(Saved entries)

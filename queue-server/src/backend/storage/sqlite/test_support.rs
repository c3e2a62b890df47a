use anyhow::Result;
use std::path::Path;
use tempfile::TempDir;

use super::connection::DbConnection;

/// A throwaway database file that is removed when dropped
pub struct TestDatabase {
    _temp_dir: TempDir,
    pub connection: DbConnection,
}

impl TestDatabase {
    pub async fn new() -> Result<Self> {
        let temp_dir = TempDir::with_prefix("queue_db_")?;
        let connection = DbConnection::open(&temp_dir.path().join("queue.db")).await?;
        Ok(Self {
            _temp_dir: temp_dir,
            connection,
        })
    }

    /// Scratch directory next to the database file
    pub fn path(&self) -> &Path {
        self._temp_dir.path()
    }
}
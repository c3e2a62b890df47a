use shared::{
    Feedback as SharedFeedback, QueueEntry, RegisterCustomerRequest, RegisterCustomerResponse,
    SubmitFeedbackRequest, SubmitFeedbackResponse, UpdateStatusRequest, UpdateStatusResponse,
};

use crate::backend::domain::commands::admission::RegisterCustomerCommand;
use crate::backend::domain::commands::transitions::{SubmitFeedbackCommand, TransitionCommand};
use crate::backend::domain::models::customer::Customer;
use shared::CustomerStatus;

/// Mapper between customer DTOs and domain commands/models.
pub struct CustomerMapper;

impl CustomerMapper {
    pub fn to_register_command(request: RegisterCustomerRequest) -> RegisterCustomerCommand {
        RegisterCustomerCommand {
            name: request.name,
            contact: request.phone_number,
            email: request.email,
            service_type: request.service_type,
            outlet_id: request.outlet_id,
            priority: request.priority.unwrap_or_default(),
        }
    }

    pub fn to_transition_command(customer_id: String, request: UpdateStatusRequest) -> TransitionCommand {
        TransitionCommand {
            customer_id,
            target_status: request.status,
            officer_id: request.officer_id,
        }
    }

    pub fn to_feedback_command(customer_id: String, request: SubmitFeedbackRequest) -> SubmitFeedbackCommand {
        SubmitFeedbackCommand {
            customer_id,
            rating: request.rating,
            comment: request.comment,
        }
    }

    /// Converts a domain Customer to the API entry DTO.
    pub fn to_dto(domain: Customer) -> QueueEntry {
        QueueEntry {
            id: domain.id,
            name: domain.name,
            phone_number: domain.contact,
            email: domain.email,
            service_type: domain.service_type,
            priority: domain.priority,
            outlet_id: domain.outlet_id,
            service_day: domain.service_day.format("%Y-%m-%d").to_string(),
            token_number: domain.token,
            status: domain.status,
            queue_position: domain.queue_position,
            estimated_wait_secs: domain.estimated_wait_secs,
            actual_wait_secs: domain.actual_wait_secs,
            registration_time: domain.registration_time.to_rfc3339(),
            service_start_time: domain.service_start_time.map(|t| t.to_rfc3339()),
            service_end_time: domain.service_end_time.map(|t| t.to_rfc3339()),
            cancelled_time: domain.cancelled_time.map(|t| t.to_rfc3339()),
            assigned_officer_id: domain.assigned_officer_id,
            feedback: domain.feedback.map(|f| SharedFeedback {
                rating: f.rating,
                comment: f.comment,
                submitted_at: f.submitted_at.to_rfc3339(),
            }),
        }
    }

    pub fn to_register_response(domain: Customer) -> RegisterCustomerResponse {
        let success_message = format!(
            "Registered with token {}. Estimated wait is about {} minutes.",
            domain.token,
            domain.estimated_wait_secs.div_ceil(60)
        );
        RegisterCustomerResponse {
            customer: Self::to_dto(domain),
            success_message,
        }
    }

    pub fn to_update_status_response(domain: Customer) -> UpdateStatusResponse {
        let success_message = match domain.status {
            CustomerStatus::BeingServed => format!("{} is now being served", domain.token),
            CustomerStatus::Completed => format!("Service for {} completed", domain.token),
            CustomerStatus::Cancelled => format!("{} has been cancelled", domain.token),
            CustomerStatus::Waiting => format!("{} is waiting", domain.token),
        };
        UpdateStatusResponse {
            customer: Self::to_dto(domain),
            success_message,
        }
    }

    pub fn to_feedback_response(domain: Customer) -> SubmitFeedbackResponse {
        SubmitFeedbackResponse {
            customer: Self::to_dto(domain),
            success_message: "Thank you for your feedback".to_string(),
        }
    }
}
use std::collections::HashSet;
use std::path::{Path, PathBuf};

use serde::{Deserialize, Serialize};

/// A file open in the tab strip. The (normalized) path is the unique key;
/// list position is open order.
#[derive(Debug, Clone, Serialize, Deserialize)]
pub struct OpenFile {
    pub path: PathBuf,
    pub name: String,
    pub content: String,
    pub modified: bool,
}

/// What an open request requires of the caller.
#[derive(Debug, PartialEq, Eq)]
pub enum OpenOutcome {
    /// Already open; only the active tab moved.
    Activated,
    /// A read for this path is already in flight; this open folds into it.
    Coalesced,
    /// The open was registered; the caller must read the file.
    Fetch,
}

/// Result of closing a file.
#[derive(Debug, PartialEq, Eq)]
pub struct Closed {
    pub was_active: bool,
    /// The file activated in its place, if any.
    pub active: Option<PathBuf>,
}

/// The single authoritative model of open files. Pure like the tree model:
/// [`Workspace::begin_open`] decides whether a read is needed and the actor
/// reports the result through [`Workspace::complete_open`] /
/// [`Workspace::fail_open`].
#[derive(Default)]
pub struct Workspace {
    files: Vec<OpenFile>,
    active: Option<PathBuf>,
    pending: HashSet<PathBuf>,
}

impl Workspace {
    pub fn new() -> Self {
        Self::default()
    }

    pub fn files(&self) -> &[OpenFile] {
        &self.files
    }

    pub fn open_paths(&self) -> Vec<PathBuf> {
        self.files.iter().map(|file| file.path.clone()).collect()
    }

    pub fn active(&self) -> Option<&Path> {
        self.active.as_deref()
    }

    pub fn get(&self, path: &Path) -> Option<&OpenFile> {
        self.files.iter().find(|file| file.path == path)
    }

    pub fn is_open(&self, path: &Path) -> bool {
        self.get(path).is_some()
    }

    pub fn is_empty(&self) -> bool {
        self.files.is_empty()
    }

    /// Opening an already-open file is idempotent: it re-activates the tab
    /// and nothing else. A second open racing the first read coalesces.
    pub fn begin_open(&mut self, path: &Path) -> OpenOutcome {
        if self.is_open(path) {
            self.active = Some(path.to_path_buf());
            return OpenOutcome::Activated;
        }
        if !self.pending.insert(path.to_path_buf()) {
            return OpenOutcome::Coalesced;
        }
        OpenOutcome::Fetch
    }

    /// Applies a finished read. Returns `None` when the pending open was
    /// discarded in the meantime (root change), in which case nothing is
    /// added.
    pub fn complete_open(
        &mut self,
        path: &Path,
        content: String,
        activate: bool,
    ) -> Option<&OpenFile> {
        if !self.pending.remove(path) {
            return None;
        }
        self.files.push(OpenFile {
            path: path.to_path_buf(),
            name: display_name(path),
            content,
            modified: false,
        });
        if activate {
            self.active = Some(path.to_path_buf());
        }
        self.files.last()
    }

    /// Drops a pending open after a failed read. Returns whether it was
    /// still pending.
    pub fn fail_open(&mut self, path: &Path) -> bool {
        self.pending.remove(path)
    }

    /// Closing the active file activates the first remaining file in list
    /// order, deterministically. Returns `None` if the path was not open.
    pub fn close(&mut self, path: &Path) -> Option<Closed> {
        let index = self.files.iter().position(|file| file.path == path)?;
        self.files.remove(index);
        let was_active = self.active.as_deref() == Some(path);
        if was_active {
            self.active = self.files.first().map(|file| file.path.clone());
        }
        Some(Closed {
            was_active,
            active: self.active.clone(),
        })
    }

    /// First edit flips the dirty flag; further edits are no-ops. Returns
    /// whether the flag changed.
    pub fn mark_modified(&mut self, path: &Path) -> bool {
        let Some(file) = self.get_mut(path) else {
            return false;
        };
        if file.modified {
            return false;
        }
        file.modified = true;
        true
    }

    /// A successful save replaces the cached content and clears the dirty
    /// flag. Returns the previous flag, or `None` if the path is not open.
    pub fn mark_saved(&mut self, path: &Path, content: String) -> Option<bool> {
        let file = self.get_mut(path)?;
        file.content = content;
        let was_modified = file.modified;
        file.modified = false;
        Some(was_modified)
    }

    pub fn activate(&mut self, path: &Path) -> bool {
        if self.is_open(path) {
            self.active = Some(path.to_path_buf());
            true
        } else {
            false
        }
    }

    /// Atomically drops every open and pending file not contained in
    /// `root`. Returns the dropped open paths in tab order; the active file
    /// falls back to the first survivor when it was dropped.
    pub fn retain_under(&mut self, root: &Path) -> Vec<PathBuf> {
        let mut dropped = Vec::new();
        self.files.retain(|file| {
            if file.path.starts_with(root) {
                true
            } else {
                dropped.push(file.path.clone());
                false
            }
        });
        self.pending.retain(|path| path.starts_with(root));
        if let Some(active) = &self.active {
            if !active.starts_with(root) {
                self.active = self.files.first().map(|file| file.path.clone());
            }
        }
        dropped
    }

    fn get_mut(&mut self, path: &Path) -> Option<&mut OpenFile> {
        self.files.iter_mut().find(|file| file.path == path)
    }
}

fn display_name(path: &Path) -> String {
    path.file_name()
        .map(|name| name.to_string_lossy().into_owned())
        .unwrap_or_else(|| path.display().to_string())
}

TASK TO COMPLETE >> All the lines that hold the word "bool" must appear in the answer, copied from the records.

THE ANSWER >>
    pub modified: bool,
    pub was_active: bool,
    pub fn is_open(&self, path: &Path) -> bool {
    pub fn is_empty(&self) -> bool {
        activate: bool,
    pub fn fail_open(&mut self, path: &Path) -> bool {
    pub fn mark_modified(&mut self, path: &Path) -> bool {
    pub fn mark_saved(&mut self, path: &Path, content: String) -> Option<bool> {
    pub fn activate(&mut self, path: &Path) -> bool {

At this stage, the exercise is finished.